#### Data to examine

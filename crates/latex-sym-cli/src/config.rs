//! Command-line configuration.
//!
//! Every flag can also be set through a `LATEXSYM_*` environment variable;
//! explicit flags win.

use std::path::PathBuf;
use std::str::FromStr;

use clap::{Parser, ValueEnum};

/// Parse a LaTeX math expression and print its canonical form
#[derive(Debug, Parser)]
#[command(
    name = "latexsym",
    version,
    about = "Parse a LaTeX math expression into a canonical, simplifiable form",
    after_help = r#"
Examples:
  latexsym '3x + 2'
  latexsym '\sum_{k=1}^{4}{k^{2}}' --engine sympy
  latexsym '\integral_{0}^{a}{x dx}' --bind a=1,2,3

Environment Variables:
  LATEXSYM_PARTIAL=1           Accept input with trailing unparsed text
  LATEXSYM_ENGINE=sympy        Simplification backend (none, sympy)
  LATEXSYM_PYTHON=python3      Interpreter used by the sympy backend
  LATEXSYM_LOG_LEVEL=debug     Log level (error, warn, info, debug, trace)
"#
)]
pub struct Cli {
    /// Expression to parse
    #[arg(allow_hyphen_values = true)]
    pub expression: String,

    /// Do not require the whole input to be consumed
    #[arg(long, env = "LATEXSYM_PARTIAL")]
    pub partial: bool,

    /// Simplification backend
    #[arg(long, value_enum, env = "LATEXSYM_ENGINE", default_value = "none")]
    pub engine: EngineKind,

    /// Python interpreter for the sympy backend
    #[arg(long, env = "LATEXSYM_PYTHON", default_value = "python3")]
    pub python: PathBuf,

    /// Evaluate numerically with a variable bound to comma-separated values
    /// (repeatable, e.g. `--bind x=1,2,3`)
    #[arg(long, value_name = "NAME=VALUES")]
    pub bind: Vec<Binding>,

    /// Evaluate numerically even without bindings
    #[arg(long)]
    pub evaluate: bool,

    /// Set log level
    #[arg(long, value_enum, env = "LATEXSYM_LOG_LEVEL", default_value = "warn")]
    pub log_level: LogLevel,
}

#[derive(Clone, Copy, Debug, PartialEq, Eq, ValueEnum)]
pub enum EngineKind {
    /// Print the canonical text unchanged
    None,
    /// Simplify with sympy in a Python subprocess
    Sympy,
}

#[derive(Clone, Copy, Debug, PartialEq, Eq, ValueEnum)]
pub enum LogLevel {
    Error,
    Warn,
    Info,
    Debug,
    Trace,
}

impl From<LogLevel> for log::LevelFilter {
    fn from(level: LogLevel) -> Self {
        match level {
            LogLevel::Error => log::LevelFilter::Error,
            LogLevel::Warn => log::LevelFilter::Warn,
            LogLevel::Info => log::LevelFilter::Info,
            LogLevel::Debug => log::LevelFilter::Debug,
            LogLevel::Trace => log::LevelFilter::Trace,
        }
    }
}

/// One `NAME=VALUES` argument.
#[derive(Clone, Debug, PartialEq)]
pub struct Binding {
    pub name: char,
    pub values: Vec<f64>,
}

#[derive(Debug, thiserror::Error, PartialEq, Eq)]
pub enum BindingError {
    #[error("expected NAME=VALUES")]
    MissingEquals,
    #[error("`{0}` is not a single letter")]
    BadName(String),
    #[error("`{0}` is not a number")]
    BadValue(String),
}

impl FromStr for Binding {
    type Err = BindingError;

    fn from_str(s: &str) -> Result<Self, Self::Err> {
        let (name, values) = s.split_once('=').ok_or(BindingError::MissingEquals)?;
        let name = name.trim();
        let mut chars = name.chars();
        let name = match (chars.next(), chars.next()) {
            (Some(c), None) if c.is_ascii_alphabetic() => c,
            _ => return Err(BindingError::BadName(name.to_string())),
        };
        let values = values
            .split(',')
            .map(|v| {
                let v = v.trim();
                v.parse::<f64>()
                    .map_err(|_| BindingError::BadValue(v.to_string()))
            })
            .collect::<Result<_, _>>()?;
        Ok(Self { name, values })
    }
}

########
#### Data to examine

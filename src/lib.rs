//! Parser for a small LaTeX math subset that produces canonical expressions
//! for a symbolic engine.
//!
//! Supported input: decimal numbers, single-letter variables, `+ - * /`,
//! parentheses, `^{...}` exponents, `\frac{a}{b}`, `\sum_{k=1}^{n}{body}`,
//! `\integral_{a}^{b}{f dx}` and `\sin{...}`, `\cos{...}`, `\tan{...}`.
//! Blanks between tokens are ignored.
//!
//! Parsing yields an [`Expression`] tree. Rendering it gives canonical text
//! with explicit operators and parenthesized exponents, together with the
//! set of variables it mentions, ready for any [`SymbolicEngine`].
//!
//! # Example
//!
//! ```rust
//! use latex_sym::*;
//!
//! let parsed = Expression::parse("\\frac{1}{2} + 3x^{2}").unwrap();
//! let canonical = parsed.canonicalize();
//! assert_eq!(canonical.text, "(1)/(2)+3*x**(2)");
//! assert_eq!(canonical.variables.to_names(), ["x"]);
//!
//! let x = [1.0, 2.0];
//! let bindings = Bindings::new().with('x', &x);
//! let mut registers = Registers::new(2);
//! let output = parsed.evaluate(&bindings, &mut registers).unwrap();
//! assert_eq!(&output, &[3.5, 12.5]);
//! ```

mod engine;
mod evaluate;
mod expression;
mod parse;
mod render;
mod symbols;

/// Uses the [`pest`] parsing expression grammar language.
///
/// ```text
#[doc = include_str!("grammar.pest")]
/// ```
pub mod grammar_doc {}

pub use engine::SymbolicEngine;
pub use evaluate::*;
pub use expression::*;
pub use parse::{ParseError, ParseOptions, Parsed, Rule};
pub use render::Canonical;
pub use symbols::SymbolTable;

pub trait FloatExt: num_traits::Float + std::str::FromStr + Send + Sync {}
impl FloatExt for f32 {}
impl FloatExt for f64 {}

########
#### Data to examine

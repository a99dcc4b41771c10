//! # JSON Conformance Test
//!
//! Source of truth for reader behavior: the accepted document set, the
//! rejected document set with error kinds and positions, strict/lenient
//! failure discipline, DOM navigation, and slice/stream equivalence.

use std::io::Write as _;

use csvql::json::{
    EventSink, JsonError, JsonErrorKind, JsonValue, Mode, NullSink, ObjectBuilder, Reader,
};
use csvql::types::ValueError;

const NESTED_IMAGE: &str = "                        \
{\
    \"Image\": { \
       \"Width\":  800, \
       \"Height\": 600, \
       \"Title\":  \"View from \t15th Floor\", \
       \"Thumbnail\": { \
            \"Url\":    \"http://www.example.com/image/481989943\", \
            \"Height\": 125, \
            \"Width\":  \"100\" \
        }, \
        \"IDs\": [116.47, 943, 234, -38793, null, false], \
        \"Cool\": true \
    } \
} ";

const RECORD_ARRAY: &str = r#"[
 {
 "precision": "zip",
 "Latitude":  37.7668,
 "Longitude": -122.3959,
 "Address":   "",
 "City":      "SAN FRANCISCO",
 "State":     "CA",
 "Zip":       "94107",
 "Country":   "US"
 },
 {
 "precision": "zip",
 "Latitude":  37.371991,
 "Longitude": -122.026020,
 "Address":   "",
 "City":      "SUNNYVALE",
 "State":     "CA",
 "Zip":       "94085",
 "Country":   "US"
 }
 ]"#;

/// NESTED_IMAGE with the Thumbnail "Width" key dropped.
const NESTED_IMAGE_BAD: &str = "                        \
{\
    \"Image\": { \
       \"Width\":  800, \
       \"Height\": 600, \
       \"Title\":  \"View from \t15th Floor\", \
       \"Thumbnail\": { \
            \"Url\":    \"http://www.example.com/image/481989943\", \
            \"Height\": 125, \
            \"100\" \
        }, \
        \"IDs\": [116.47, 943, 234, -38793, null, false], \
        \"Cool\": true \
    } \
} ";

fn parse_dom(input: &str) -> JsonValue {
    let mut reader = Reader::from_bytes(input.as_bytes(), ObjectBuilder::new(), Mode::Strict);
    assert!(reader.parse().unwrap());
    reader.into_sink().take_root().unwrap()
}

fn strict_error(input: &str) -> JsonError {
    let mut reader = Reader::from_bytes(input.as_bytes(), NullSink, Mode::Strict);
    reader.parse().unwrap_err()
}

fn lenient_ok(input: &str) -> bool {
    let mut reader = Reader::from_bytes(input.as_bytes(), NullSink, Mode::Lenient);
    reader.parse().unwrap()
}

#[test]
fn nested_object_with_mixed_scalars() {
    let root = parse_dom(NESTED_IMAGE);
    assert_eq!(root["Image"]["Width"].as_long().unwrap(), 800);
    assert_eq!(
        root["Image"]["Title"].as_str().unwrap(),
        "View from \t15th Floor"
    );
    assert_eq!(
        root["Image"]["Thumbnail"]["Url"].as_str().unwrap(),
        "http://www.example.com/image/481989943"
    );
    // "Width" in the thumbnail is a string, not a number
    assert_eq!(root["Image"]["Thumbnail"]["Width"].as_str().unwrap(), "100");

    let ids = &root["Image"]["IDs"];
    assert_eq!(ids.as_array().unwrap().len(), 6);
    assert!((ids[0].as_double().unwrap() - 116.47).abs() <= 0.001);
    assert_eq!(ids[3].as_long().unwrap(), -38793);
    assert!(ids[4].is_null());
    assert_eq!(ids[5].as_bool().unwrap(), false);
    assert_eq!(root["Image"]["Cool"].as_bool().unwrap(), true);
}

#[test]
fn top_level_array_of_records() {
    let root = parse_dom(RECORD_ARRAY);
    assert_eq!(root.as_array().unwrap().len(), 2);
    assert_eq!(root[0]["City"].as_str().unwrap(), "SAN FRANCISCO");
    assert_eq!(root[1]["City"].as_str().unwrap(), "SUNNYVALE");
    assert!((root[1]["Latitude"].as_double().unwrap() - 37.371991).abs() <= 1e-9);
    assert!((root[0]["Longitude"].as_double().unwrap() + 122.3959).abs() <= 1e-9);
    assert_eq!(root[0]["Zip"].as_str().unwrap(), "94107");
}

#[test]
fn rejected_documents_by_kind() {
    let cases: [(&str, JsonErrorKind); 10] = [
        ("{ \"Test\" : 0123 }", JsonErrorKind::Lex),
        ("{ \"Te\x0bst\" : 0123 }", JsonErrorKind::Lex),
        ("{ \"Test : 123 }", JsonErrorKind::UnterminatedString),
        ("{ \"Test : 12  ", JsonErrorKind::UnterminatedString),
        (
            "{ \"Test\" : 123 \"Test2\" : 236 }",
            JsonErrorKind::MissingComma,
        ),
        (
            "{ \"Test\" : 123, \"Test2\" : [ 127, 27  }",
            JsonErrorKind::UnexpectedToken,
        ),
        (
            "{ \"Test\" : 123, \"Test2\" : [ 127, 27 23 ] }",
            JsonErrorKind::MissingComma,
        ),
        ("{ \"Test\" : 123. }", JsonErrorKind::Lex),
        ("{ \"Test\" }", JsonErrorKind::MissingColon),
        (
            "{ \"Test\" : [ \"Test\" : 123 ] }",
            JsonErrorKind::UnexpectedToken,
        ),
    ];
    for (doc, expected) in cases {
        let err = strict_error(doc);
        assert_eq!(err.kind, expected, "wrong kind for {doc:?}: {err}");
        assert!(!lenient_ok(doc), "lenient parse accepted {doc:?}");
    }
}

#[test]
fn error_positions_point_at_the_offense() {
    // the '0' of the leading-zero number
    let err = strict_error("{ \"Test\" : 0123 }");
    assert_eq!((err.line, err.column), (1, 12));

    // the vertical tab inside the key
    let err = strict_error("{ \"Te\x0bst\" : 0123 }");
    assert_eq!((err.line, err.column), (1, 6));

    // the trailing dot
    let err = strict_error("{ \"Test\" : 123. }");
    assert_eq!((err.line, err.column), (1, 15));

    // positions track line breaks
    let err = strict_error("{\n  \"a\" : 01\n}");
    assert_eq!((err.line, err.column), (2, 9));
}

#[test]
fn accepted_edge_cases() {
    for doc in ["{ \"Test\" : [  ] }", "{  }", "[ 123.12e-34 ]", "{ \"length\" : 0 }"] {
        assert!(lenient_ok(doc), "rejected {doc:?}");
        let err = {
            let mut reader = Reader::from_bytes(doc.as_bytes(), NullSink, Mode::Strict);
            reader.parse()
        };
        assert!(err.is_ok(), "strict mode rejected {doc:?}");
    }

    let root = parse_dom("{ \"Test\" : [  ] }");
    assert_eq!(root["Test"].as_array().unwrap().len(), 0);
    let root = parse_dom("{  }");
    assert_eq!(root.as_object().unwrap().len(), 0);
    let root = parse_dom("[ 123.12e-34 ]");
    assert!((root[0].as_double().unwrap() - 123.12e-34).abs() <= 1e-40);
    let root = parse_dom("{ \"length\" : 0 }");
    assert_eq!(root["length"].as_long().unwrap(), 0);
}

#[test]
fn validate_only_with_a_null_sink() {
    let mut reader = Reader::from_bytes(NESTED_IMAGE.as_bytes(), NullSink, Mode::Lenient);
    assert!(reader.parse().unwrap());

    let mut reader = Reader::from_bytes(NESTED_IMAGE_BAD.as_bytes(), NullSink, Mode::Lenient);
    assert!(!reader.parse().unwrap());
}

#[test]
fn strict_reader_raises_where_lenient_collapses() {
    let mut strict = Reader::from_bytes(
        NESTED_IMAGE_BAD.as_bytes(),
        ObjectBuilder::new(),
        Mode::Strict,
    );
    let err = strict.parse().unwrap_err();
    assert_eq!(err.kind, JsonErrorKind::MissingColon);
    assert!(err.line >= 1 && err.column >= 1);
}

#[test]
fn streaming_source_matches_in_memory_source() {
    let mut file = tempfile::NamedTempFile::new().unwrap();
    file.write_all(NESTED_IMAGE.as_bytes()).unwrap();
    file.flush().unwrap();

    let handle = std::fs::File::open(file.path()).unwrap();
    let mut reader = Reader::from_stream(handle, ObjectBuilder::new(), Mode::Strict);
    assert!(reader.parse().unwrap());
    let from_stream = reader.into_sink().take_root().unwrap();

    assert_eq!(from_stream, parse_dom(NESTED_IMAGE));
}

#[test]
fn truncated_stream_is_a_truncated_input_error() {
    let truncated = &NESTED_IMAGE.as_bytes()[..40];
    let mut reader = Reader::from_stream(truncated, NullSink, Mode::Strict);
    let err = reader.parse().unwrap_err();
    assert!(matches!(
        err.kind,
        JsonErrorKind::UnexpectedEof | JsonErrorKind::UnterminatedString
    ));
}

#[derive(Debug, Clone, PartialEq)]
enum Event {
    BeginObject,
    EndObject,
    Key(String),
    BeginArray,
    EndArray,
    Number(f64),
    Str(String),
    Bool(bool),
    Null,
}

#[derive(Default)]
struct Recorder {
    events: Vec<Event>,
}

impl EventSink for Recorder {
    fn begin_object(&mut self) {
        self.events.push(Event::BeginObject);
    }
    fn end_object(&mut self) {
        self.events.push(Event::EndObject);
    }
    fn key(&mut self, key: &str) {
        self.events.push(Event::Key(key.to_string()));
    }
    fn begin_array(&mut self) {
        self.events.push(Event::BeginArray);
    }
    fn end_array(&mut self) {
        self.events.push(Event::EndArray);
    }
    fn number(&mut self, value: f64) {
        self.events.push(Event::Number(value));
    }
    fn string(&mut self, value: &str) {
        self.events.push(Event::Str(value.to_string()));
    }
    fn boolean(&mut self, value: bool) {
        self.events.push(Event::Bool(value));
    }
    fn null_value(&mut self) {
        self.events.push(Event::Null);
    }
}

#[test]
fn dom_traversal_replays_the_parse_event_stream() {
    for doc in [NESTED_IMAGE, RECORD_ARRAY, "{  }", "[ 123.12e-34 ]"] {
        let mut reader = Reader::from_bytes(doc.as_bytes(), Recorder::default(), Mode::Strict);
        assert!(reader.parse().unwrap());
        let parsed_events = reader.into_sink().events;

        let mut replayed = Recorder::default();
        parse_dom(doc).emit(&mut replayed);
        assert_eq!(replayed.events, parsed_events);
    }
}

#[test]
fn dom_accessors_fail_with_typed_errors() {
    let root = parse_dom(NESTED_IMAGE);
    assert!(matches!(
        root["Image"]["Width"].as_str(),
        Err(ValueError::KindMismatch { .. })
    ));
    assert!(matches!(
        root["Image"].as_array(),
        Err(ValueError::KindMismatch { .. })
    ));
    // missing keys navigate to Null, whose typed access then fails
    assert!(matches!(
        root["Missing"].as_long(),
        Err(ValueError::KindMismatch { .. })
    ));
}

########

What to work on:
Look back at the entries above. Retype the line with "file.write_all(NESTED_IMAGE.as_bytes()).unwrap();", the line with "let truncated = &NESTED_IMAGE.as_bytes()[..40];", and all lines in between.

Result of the exercise:
    file.write_all(NESTED_IMAGE.as_bytes()).unwrap();
    file.flush().unwrap();

    let handle = std::fs::File::open(file.path()).unwrap();
    let mut reader = Reader::from_stream(handle, ObjectBuilder::new(), Mode::Strict);
    assert!(reader.parse().unwrap());
    let from_stream = reader.into_sink().take_root().unwrap();

    assert_eq!(from_stream, parse_dom(NESTED_IMAGE));
}

#[test]
fn truncated_stream_is_a_truncated_input_error() {
    let truncated = &NESTED_IMAGE.as_bytes()[..40];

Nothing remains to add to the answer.